RECORDS TO USE.
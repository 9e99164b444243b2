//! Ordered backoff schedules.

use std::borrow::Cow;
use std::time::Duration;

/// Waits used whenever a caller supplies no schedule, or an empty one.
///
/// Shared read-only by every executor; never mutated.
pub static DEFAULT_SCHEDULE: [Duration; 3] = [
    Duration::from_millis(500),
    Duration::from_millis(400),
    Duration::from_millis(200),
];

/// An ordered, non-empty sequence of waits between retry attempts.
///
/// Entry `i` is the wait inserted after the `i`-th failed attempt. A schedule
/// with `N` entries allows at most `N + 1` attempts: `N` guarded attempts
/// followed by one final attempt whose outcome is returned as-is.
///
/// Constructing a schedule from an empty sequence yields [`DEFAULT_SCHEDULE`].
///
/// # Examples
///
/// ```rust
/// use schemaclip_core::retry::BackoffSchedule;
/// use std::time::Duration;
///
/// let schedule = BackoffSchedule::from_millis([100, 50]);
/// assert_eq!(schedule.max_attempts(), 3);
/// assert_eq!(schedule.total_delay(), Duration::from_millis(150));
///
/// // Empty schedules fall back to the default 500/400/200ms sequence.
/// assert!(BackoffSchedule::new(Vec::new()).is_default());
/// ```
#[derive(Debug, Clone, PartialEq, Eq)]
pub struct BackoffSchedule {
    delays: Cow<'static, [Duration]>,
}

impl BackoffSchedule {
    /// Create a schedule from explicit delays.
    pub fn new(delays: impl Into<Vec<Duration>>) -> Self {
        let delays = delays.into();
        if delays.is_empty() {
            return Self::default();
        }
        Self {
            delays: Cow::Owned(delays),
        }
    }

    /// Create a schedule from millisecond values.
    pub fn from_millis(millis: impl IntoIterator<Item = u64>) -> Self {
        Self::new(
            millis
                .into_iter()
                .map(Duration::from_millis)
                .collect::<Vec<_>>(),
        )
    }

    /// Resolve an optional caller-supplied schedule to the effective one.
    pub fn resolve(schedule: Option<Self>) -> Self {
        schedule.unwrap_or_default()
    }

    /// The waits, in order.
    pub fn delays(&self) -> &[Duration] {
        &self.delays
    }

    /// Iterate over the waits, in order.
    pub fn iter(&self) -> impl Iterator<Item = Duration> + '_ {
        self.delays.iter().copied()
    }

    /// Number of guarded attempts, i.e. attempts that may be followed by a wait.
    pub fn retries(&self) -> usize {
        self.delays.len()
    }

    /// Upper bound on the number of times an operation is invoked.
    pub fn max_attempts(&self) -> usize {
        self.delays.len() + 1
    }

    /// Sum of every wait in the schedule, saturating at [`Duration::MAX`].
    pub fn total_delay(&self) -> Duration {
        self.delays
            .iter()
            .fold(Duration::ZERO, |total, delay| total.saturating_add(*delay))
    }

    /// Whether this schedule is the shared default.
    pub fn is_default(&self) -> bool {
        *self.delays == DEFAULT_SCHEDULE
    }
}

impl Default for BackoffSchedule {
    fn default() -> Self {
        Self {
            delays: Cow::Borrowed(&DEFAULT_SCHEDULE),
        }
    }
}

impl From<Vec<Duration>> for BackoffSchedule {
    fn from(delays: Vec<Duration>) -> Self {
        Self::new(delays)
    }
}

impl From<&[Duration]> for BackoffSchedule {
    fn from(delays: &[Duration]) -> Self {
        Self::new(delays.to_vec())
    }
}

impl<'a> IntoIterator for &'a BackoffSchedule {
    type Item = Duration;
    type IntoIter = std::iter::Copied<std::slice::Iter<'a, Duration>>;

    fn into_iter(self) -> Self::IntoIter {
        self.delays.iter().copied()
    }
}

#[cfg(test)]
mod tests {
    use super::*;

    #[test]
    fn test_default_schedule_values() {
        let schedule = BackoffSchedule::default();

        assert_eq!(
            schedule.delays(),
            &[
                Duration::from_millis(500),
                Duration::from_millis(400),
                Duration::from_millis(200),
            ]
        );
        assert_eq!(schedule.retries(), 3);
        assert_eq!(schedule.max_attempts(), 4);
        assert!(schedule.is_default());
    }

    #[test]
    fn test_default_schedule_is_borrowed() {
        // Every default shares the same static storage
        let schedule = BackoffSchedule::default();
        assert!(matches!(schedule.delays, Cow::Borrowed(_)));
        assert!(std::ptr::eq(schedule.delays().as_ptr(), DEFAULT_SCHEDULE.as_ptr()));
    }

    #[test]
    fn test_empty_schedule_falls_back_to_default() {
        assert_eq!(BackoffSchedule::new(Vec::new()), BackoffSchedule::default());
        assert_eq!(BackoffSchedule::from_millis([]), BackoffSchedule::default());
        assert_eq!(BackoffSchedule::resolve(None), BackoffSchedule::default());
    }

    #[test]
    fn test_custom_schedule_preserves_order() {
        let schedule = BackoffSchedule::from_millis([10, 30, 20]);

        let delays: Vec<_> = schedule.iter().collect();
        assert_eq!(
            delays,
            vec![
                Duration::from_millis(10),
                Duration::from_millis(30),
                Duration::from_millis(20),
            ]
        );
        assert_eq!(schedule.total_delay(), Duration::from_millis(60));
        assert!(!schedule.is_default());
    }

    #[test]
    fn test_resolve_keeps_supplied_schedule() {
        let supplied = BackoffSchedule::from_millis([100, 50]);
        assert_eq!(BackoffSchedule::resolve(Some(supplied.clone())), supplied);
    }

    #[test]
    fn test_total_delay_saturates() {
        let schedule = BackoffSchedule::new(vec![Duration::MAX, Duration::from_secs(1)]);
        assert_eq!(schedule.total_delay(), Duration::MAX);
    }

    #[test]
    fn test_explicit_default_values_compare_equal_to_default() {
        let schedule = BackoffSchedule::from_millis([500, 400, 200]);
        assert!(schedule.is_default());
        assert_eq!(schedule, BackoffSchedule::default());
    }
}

EXERCISE PROMPT. Every line that holds the string "collect" must be copied from the records above.

OUTPUT FOR THIS TASK.
                .collect::<Vec<_>>(),
        let delays: Vec<_> = schedule.iter().collect();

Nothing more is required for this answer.